▶ Exercise description
Could you return the listing below exactly, with every line intact?

▶ Record excerpts
=-=-=

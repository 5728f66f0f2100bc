//! Descriptive metadata for an audio asset.

use serde::{Deserialize, Serialize};

/// Descriptive metadata registered alongside an asset.
///
/// Author, album and title feed the remote object key. The remaining fields
/// are carried through to the fingerprint index untouched.
#[derive(Debug, Clone, PartialEq, Eq, Hash, Serialize, Deserialize)]
#[serde(rename_all = "camelCase")]
pub struct AudioInfo {
    /// Performing artist.
    pub author: String,
    /// Album or collection the asset belongs to.
    pub album: String,
    /// Track title.
    pub title: String,
    /// Position on the album, 1-based.
    #[serde(default, skip_serializing_if = "Option::is_none")]
    pub track: Option<u32>,
    /// Release year.
    #[serde(default, skip_serializing_if = "Option::is_none")]
    pub year: Option<i32>,
    /// Free-form genre label.
    #[serde(default, skip_serializing_if = "Option::is_none")]
    pub genre: Option<String>,
    /// Playback length in milliseconds.
    #[serde(default, skip_serializing_if = "Option::is_none")]
    pub duration_ms: Option<u64>,
}

impl AudioInfo {
    /// Creates a descriptor with the required fields set.
    pub fn new(
        author: impl Into<String>,
        album: impl Into<String>,
        title: impl Into<String>,
    ) -> Self {
        Self {
            author: author.into(),
            album: album.into(),
            title: title.into(),
            track: None,
            year: None,
            genre: None,
            duration_ms: None,
        }
    }

    /// Sets the track number.
    #[must_use]
    pub fn with_track(mut self, track: u32) -> Self {
        self.track = Some(track);
        self
    }

    /// Sets the release year.
    #[must_use]
    pub fn with_year(mut self, year: i32) -> Self {
        self.year = Some(year);
        self
    }

    /// Sets the genre.
    #[must_use]
    pub fn with_genre(mut self, genre: impl Into<String>) -> Self {
        self.genre = Some(genre.into());
        self
    }

    /// Sets the duration in milliseconds.
    #[must_use]
    pub fn with_duration_ms(mut self, duration_ms: u64) -> Self {
        self.duration_ms = Some(duration_ms);
        self
    }
}
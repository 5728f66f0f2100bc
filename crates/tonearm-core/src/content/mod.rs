//! Content type resolution for audio containers.

mod content_type;

pub use content_type::ContentType;
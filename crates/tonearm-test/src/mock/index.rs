//! In-memory fingerprint index.

use std::path::{Path, PathBuf};
use std::sync::{Mutex, MutexGuard, PoisonError};

#[cfg(feature = "config")]
use clap::Args;
use serde::{Deserialize, Serialize};
use tonearm_core::audio::{AudioId, AudioInfo};
use tonearm_core::index::{FingerprintIndex, QueryMatch};
use tonearm_core::{Error, Result};

/// Score for a query naming the registered path exactly.
const EXACT_SCORE: u32 = 100;

/// Score for a query sharing only the registered file name.
const FILE_NAME_SCORE: u32 = 50;

/// Configuration for the in-memory index.
#[derive(Debug, Clone, Default, Serialize, Deserialize)]
#[cfg_attr(feature = "config", derive(Args))]
pub struct MemoryIndexConfig {
    /// Reject registrations that carry no local file
    #[cfg_attr(feature = "config", arg(long = "mock-index-require-path"))]
    #[serde(default)]
    pub require_path: bool,
}

/// One registration as seen by the index.
#[derive(Debug, Clone, PartialEq, Eq)]
pub struct StoredEntry {
    pub id: AudioId,
    pub path: Option<PathBuf>,
    pub info: AudioInfo,
}

/// Fingerprint index that "fingerprints" by path.
///
/// A query matches an entry when it names the registered path exactly, or
/// when only the file names agree. Re-registering an identifier replaces
/// the previous entry.
#[derive(Debug, Default)]
pub struct MemoryIndex {
    config: MemoryIndexConfig,
    entries: Mutex<Vec<StoredEntry>>,
}

impl MemoryIndex {
    /// Creates a new in-memory index with the given configuration.
    pub fn new(config: MemoryIndexConfig) -> Self {
        Self {
            config,
            entries: Mutex::default(),
        }
    }

    /// Every accepted registration, in insertion order.
    pub fn entries(&self) -> Vec<StoredEntry> {
        self.lock().clone()
    }

    /// The registration stored under `id`, if any.
    pub fn entry(&self, id: AudioId) -> Option<StoredEntry> {
        self.lock().iter().find(|e| e.id == id).cloned()
    }

    fn lock(&self) -> MutexGuard<'_, Vec<StoredEntry>> {
        self.entries.lock().unwrap_or_else(PoisonError::into_inner)
    }

    fn score(registered: &Path, query: &Path) -> Option<u32> {
        if registered == query {
            return Some(EXACT_SCORE);
        }

        match (registered.file_name(), query.file_name()) {
            (Some(a), Some(b)) if a == b => Some(FILE_NAME_SCORE),
            _ => None,
        }
    }
}

impl FingerprintIndex for MemoryIndex {
    fn store(&self, id: AudioId, path: Option<&Path>, info: &AudioInfo) -> Result<bool> {
        if path.is_none() && self.config.require_path {
            return Ok(false);
        }

        let entry = StoredEntry {
            id,
            path: path.map(Path::to_path_buf),
            info: info.clone(),
        };

        let mut entries = self.lock();
        match entries.iter_mut().find(|e| e.id == id) {
            Some(existing) => *existing = entry,
            None => entries.push(entry),
        }

        Ok(true)
    }

    fn query(&self, path: &Path) -> Result<QueryMatch> {
        self.query_list(path)?.into_iter().next().ok_or_else(|| {
            Error::not_found().with_message(format!("no match for '{}'", path.display()))
        })
    }

    fn query_list(&self, path: &Path) -> Result<Vec<QueryMatch>> {
        let mut matches: Vec<QueryMatch> = self
            .lock()
            .iter()
            .filter_map(|entry| {
                let registered = entry.path.as_deref()?;
                let score = Self::score(registered, path)?;
                Some(QueryMatch::new(entry.id, score))
            })
            .collect();

        matches.sort_by(|a, b| b.score.cmp(&a.score));
        Ok(matches)
    }

    fn describe(&self, id: AudioId) -> Result<AudioInfo> {
        self.entry(id)
            .map(|entry| entry.info)
            .ok_or_else(|| Error::not_found().with_message(format!("no asset with id {id}")))
    }
}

=-=-=

▶ Answer
repository 5728f66f0f2100bc
//! Descriptive metadata for an audio asset.

use serde::{Deserialize, Serialize};

/// Descriptive metadata registered alongside an asset.
///
/// Author, album and title feed the remote object key. The remaining fields
/// are carried through to the fingerprint index untouched.
#[derive(Debug, Clone, PartialEq, Eq, Hash, Serialize, Deserialize)]
#[serde(rename_all = "camelCase")]
pub struct AudioInfo {
    /// Performing artist.
    pub author: String,
    /// Album or collection the asset belongs to.
    pub album: String,
    /// Track title.
    pub title: String,
    /// Position on the album, 1-based.
    #[serde(default, skip_serializing_if = "Option::is_none")]
    pub track: Option<u32>,
    /// Release year.
    #[serde(default, skip_serializing_if = "Option::is_none")]
    pub year: Option<i32>,
    /// Free-form genre label.
    #[serde(default, skip_serializing_if = "Option::is_none")]
    pub genre: Option<String>,
    /// Playback length in milliseconds.
    #[serde(default, skip_serializing_if = "Option::is_none")]
    pub duration_ms: Option<u64>,
}

impl AudioInfo {
    /// Creates a descriptor with the required fields set.
    pub fn new(
        author: impl Into<String>,
        album: impl Into<String>,
        title: impl Into<String>,
    ) -> Self {
        Self {
            author: author.into(),
            album: album.into(),
            title: title.into(),
            track: None,
            year: None,
            genre: None,
            duration_ms: None,
        }
    }

    /// Sets the track number.
    #[must_use]
    pub fn with_track(mut self, track: u32) -> Self {
        self.track = Some(track);
        self
    }

    /// Sets the release year.
    #[must_use]
    pub fn with_year(mut self, year: i32) -> Self {
        self.year = Some(year);
        self
    }

    /// Sets the genre.
    #[must_use]
    pub fn with_genre(mut self, genre: impl Into<String>) -> Self {
        self.genre = Some(genre.into());
        self
    }

    /// Sets the duration in milliseconds.
    #[must_use]
    pub fn with_duration_ms(mut self, duration_ms: u64) -> Self {
        self.duration_ms = Some(duration_ms);
        self
    }
}
repository 5728f66f0f2100bc
filename crates/tonearm-core/src/content/mod.rs
//! Content type resolution for audio containers.

mod content_type;

pub use content_type::ContentType;
filename crates/tonearm-test/src/mock/index.rs
//! In-memory fingerprint index.

use std::path::{Path, PathBuf};
use std::sync::{Mutex, MutexGuard, PoisonError};

#[cfg(feature = "config")]
use clap::Args;
use serde::{Deserialize, Serialize};
use tonearm_core::audio::{AudioId, AudioInfo};
use tonearm_core::index::{FingerprintIndex, QueryMatch};
use tonearm_core::{Error, Result};

/// Score for a query naming the registered path exactly.
const EXACT_SCORE: u32 = 100;

/// Score for a query sharing only the registered file name.
const FILE_NAME_SCORE: u32 = 50;

/// Configuration for the in-memory index.
#[derive(Debug, Clone, Default, Serialize, Deserialize)]
#[cfg_attr(feature = "config", derive(Args))]
pub struct MemoryIndexConfig {
    /// Reject registrations that carry no local file
    #[cfg_attr(feature = "config", arg(long = "mock-index-require-path"))]
    #[serde(default)]
    pub require_path: bool,
}

/// One registration as seen by the index.
#[derive(Debug, Clone, PartialEq, Eq)]
pub struct StoredEntry {
    pub id: AudioId,
    pub path: Option<PathBuf>,
    pub info: AudioInfo,
}

/// Fingerprint index that "fingerprints" by path.
///
/// A query matches an entry when it names the registered path exactly, or
/// when only the file names agree. Re-registering an identifier replaces
/// the previous entry.
#[derive(Debug, Default)]
pub struct MemoryIndex {
    config: MemoryIndexConfig,
    entries: Mutex<Vec<StoredEntry>>,
}

impl MemoryIndex {
    /// Creates a new in-memory index with the given configuration.
    pub fn new(config: MemoryIndexConfig) -> Self {
        Self {
            config,
            entries: Mutex::default(),
        }
    }

    /// Every accepted registration, in insertion order.
    pub fn entries(&self) -> Vec<StoredEntry> {
        self.lock().clone()
    }

    /// The registration stored under `id`, if any.
    pub fn entry(&self, id: AudioId) -> Option<StoredEntry> {
        self.lock().iter().find(|e| e.id == id).cloned()
    }

    fn lock(&self) -> MutexGuard<'_, Vec<StoredEntry>> {
        self.entries.lock().unwrap_or_else(PoisonError::into_inner)
    }

    fn score(registered: &Path, query: &Path) -> Option<u32> {
        if registered == query {
            return Some(EXACT_SCORE);
        }

        match (registered.file_name(), query.file_name()) {
            (Some(a), Some(b)) if a == b => Some(FILE_NAME_SCORE),
            _ => None,
        }
    }
}

impl FingerprintIndex for MemoryIndex {
    fn store(&self, id: AudioId, path: Option<&Path>, info: &AudioInfo) -> Result<bool> {
        if path.is_none() && self.config.require_path {
            return Ok(false);
        }

        let entry = StoredEntry {
            id,
            path: path.map(Path::to_path_buf),
            info: info.clone(),
        };

        let mut entries = self.lock();
        match entries.iter_mut().find(|e| e.id == id) {
            Some(existing) => *existing = entry,
            None => entries.push(entry),
        }

        Ok(true)
    }

    fn query(&self, path: &Path) -> Result<QueryMatch> {
        self.query_list(path)?.into_iter().next().ok_or_else(|| {
            Error::not_found().with_message(format!("no match for '{}'", path.display()))
        })
    }

    fn query_list(&self, path: &Path) -> Result<Vec<QueryMatch>> {
        let mut matches: Vec<QueryMatch> = self
            .lock()
            .iter()
            .filter_map(|entry| {
                let registered = entry.path.as_deref()?;
                let score = Self::score(registered, path)?;
                Some(QueryMatch::new(entry.id, score))
            })
            .collect();

        matches.sort_by(|a, b| b.score.cmp(&a.score));
        Ok(matches)
    }

    fn describe(&self, id: AudioId) -> Result<AudioInfo> {
        self.entry(id)
            .map(|entry| entry.info)
            .ok_or_else(|| Error::not_found().with_message(format!("no asset with id {id}")))
    }
}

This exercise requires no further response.